When lighting is intense, the iris responds by contracting (flexing)—making the pupil smaller and thereby allowing less light into the eye. When lighting is dim, the iris responds by dilating (relaxing)—making the pupil larger for situations in which more light is needed to see. This is called the pupillary light reflex [1]. The autonomic nervous system—the part of the nervous system responsible for unconscious and involuntary processes, which are processes that we cannot consciously control, like heartbeat and digestion—is also responsible for the pupillary light reflex. Pupillary responses, then, can partly be understood as involuntary or unconscious physical responses to lighting conditions, but this is actually just the tip of the iceberg! (see Figure 2).
The pupillary response as described above is a bottom-up process. We can think of bottom-up processing as processing information (that is, light, sound, pressure, heat, or chemicals) from the body “up” to the brain. In bottom-up processing, information enters the body by way of the sensory organs (eyes, ears, skin, mouth, nose): “the bottom.” Information is then taken up to and processed in the brain, “the top,” to create an interpretation (that is, a perception) of the information, a memory of it, or other higher-level thinking. Pupillary responses to light are considered bottom-up processing because they result from the external stimulus (a certain intensity of light entering the eye) being processed in the brain and then perceived (the intensity of the light is perceived as brightness). From there, the brain sends signals back to the iris, causing it to contract or dilate, depending on the brightness of the light [2]. It seems to make sense, then, that the pupil should only respond to lighting conditions because controlling the amount of light seems to be the pupil’s primary purpose. Surprisingly, this is not entirely true. By studying pupillary responses, we now know that pupils can tell us about much more complex activity that is going on in the brain.

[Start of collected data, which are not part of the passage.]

impl<'a> PlanBuilder<'a> {
    pub fn new(
        client: &'a dyn RepositoryApi,
        oracle: Option<&'a dyn AffinityOracle>,
        platform: &'a PlatformConfig,
    ) -> Self {
        Self {
            client,
            oracle,
            platform,
        }
    }

    /// Build the reconciliation plan for a set of builds
    ///
    /// `task_filter` restricts planning to the listed build tasks; without
    /// it every completed task of the builds contributes. Packages matched
    /// to zero repositories stay in the plan with an empty target list so
    /// operators see them as unplaced rather than dropped.
    pub async fn build_plan(
        &self,
        builds: &[BuildRecord],
        task_filter: Option<&[i64]>,
    ) -> Result<ReleasePlan> {
        let candidates = collect_candidates(builds, task_filter);
        let modules = self.collect_modules(builds, task_filter)?;
        info!(
            "Planning release: {} candidate packages, {} modules",
            candidates.len(),
            modules.len()
        );

        let handles = self.resolve_platform_repositories().await?;
        let lookup: HashMap<RepositoryKey, RepoHandle> =
            handles.iter().map(|h| (h.key(), h.clone())).collect();

        let (package_entries, module_entries) = match self.oracle {
            Some(oracle) => {
                let (cache, placements) = self.consult_oracle(oracle, builds, modules).await?;
                let packages = self.place_with_cache(&candidates, &cache, &lookup)?;
                let modules = self.place_modules(placements, &lookup);
                (packages, modules)
            }
            None => {
                debug!("Affinity oracle disabled, using plain devel placement");
                let packages = self.place_plain(&candidates, &lookup);
                let placements = modules
                    .into_iter()
                    .map(|(module, _)| {
                        let arch = module.arch.clone();
                        ModulePlacement {
                            module,
                            targets: vec![RepositoryKey::new(
                                &self.platform.devel_repo_name(false),
                                &arch,
                                false,
                            )],
                        }
                    })
                    .collect();
                let modules = self.place_modules(placements, &lookup);
                (packages, modules)
            }
        };

        let mut plan = ReleasePlan {
            repositories: referenced_repositories(&package_entries, &module_entries),
            packages: package_entries,
            modules: module_entries,
            ..Default::default()
        };

        let index = check_presence(self.client, &handles, &candidates).await?;
        apply_presence(&mut plan, &index, &self.platform.copy_priority_arches);
        Ok(plan)
    }

    /// Re-run the presence check over an existing plan, in place
    ///
    /// Used before execution and when storing operator-edited plans, since
    /// repository content may have moved under a plan since it was built.
    pub async fn refresh_presence(&self, plan: &mut ReleasePlan) -> Result<()> {
        let handles = self.resolve_platform_repositories().await?;
        let candidates: Vec<CandidatePackage> = dedup_by_full_name(
            plan.packages.iter().map(|entry| entry.package.clone()),
        );
        let index = check_presence(self.client, &handles, &candidates).await?;
        apply_presence(plan, &index, &self.platform.copy_priority_arches);
        Ok(())
    }

    /// Resolve every declared production repository against the manager
    pub async fn resolve_platform_repositories(&self) -> Result<Vec<RepoHandle>> {
        let mut handles = Vec::with_capacity(self.platform.repositories.len());
        for (idx, repo) in self.platform.repositories.iter().enumerate() {
            let manager_name = repo.manager_name();
            let record = self
                .client
                .get_repository(&manager_name)
                .await?
                .ok_or_else(|| Error::MissingRepository(manager_name.clone()))?;
            handles.push(RepoHandle {
                id: idx as i64 + 1,
                name: repo.name.clone(),
                arch: repo.arch.clone(),
                debug: repo.debug,
                href: record.href,
                latest_version_href: record.latest_version_href,
                url: repo.url.clone(),
            });
        }
        Ok(handles)
    }

    /// Parse module templates and fold each task's RPM artifacts into them
    fn collect_modules(
        &self,
        builds: &[BuildRecord],
        task_filter: Option<&[i64]>,
    ) -> Result<Vec<(ModuleRef, bool)>> {
        let mut modules = Vec::new();
        let mut seen = HashSet::new();
        for build in builds {
            for task in &build.tasks {
                if !task.is_done() || !task_selected(task.id, task_filter) {
                    continue;
                }
                let Some(template) = &task.module_template else {
                    continue;
                };
                let mut index = ModuleIndex::parse(template)?;
                for stream in index.streams_mut() {
                    for artifact in &task.artifacts {
                        if artifact.is_debuginfo || artifact.nevra.is_source() {
                            continue;
                        }
                        stream.add_rpm_artifact(
                            &artifact.nevra,
                            &self.platform.modularity_filter_prefixes,
                        );
                    }
                    let nsvca = stream.nsvca();
                    if !seen.insert(nsvca.clone()) {
                        continue;
                    }
                    modules.push((
                        ModuleRef {
                            name: nsvca.name,
                            stream: nsvca.stream,
                            version: nsvca.version,
                            context: nsvca.context,
                            arch: nsvca.arch,
                            template: stream.render()?,
                        },
                        build.is_beta,
                    ));
                }
            }
        }
        Ok(modules)
    }

    /// Query the oracle for modules and source packages, filling the cache
    async fn consult_oracle(
        &self,
        oracle: &dyn AffinityOracle,
        builds: &[BuildRecord],
        modules: Vec<(ModuleRef, bool)>,
    ) -> Result<(AffinityCache, Vec<ModulePlacement>)> {
        let mut cache = AffinityCache::new();
        let mut placements = Vec::new();

        for (module, _) in modules {
            let mut arches = vec![module.arch.clone()];
            for weak in self.platform.weak_arches_of(&module.arch) {
                arches.push(weak.clone());
            }
            let responses = oracle
                .find_module(&module.name, &module.stream, &arches)
                .await?;

            let mut targets = Vec::new();
            let prefix = self.platform.repo_name_prefix();
            for response in &responses {
                cache.insert_response(response, response_is_beta(response));
                for package in &response.packages {
                    if package.arch != module.arch {
                        continue;
                    }
                    for repo in &package.repositories {
                        if repo.name.contains("devel") {
                            continue;
                        }
                        let name = crate::affinity::rewrite_repo_name(&repo.name, &prefix, false)?;
                        let key = RepositoryKey::new(&name, &repo.arch, false);
                        if !targets.contains(&key) {
                            targets.push(key);
                        }
                    }
                }
            }
            if targets.is_empty() {
                targets.push(RepositoryKey::new(
                    &self.platform.devel_repo_name(false),
                    &module.arch,
                    false,
                ));
            }
            placements.push(ModulePlacement { module, targets });
        }

        // One batched closest-match query covers every source package
        let mut sources = Vec::new();
        for build in builds {
            for name in build.source_package_names() {
                if !sources.contains(&name) {
                    sources.push(name);
                }
            }
        }
        if !sources.is_empty() {
            for response in oracle.find_packages(&sources).await? {
                cache.insert_response(&response, response_is_beta(&response));
            }
        }

        let weak_pairs: Vec<(String, Vec<String>)> = self
            .platform
            .weak_arches
            .iter()
            .map(|(strong, weaks)| (strong.clone(), weaks.clone()))
            .collect();
        cache.propagate_weak_arches(&weak_pairs);
        debug!("Affinity cache holds {} predictions", cache.len());

        Ok((cache, placements))
    }

    /// Matching-engine placement: union of the devel and non-devel variants
    fn place_with_cache(
        &self,
        candidates: &[CandidatePackage],
        cache: &AffinityCache,
        lookup: &HashMap<RepositoryKey, RepoHandle>,
    ) -> Result<Vec<PlanPackage>> {
        let mut entries = Vec::new();
        for candidate in candidates {
            let mut keys: Vec<RepositoryKey> = Vec::new();
            for is_devel in [false, true] {
                let match_key = MatchKey {
                    name: candidate.nevra.name.clone(),
                    version: candidate.nevra.version.clone(),
                    arch: candidate.nevra.arch.clone(),
                    is_beta: candidate.is_beta,
                    is_devel,
                };
                for key in
                    resolve_targets(cache, &match_key, self.platform, candidate.is_debuginfo)?
                {
                    for expanded in self.expand_noarch_key(key) {
                        if !keys.contains(&expanded) {
                            keys.push(expanded);
                        }
                    }
                }
            }
            entries.extend(self.make_entries(candidate, &keys, lookup));
        }
        Ok(entries)
    }

    /// Plain policy: everything goes to the devel bucket of its own arch
    fn place_plain(
        &self,
        candidates: &[CandidatePackage],
        lookup: &HashMap<RepositoryKey, RepoHandle>,
    ) -> Vec<PlanPackage> {
        let mut entries = Vec::new();
        for candidate in candidates {
            let devel = self.platform.devel_repo_name(candidate.is_debuginfo);
            let arches: Vec<String> = if candidate.nevra.arch == "noarch" {
                self.platform.arch_list.clone()
            } else {
                vec![candidate.nevra.arch.clone()]
            };
            let keys: Vec<RepositoryKey> = arches
                .iter()
                .map(|arch| RepositoryKey::new(&devel, arch, candidate.is_debuginfo))
                .collect();
            entries.extend(self.make_entries(candidate, &keys, lookup));
        }
        entries
    }

    /// The devel fallback emits a `noarch`-keyed repository for noarch
    /// packages; fan it out across the declared architectures
    fn expand_noarch_key(&self, key: RepositoryKey) -> Vec<RepositoryKey> {
        if key.arch != "noarch" {
            return vec![key];
        }
        self.platform
            .arch_list
            .iter()
            .map(|arch| RepositoryKey::new(&key.name, arch, key.debug))
            .collect()
    }

    /// One plan entry per resolved repository, arch hints per entry
    fn make_entries(
        &self,
        candidate: &CandidatePackage,
        keys: &[RepositoryKey],
        lookup: &HashMap<RepositoryKey, RepoHandle>,
    ) -> Vec<PlanPackage> {
        let noarch = candidate.nevra.arch == "noarch";
        let default_hints = if noarch {
            self.platform.arch_list.clone()
        } else {
            vec![candidate.nevra.arch.clone()]
        };

        let mut entries = Vec::new();
        for key in keys {
            let Some(handle) = lookup.get(key) else {
                warn!(
                    "No production repository for {}, leaving {} unplaced there",
                    key, candidate.full_name
                );
                continue;
            };
            let hints = if noarch {
                self.platform.arch_list.clone()
            } else {
                let mut hints = vec![handle.arch.clone()];
                // A weak-arch package riding in a strong-arch repository
                // keeps its own arch visible for display
                if candidate.nevra.arch != handle.arch {
                    hints.push(candidate.nevra.arch.clone());
                }
                hints
            };
            entries.push(PlanPackage {
                package: candidate.clone(),
                repositories: vec![RepositoryEntry::from(handle)],
                repo_arch_location: hints,
            });
        }

        if entries.is_empty() {
            entries.push(PlanPackage {
                package: candidate.clone(),
                repositories: Vec::new(),
                repo_arch_location: default_hints,
            });
        }
        entries
    }

    fn place_modules(
        &self,
        placements: Vec<ModulePlacement>,
        lookup: &HashMap<RepositoryKey, RepoHandle>,
    ) -> Vec<PlanModule> {
        placements
            .into_iter()
            .map(|placement| {
                let repositories = placement
                    .targets
                    .iter()
                    .filter_map(|key| {
                        let handle = lookup.get(key);
                        if handle.is_none() {
                            warn!("No production repository for module target {}", key);
                        }
                        handle.map(RepositoryEntry::from)
                    })
                    .collect();
                PlanModule {
                    module: placement.module,
                    repositories,
                    content_href: None,
                }
            })
            .collect()
    }
}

Pupils Tell Us About More Than Brightness
Pupillometry is a method used to study pupillary responses by measuring changes in the size of the pupil in response to various types of stimulation. Pupillometry has revealed an additional top-down relationship between pupillary responses and several mental operations that are sometimes quite complex [1]. Top-down processing can be thought of as higher-level information from the brain that is sent “down” to the body. In the rest of this article, we will tell you about the exciting and unexpected relationship between the opening of your eye and the inner workings of your mind: Specifically, perception, emotional responses, and cognitive load.
Perception: Thinking About Light
Surprisingly, scientists have recently found that pupils even respond to stimuli that imply a lighting condition in the same way they do when we experience real shifts in lighting conditions. Put simply, even when there is no change in the actual brightness of a stimulus, a person’s pupils may respond by constricting because that stimulus usually tells us there are bright lighting conditions. For example, Binda et al. [3] showed participants equally bright images of the sun and the moon, which we know are typically bright or dim, and scrambled images that did not look like anything specific. The images that did not look like anything specific were either “mean luminance” or “phase scrambled,” and, unlike the sun and moon images, they were meant to lack meaning so that any pupillary response to them was due to their brightness alone, and not because they implied (or suggested) a lighting condition. Mean luminance images were uniform in color and matched the average overall brightness and color of the entire image of the sun. The phase scrambled images of the sun can be thought of as a jigsaw puzzle, with all of the pieces mixed up. The phase scrambled images were also the same average overall brightness as the original sun images, but the pieces of the image were scrambled so that the picture no longer looked like an image of the sun.
In this way, the four types of images differed in their meaningfulness but not their brightness, so any difference in pupil dilation that was observed would have to result from something other than differences in brightness. The researchers found that individuals’ pupils reacted to images of the sun (which is normally quite bright) by contracting. However, images of the moon and the images that did not look like anything specific did not make the participants’ pupils contract, even though they were just as bright as the picture of the sun! Likewise, Mathôt et al. [4] found that participants’ pupils contracted when presented with words (both spoken and visual) that merely conveyed the concept of light, and that their pupils dilated for words conveying darkness. It seems that understanding or thinking about the concepts of light or darkness can sometimes be enough to cause the same response in the pupils as actual light and darkness cause. This tells us that the pupils can respond not only to environmental, bottom-up information, but can also be stimulated by top-down processes, or information coming from the brain instead of the environment.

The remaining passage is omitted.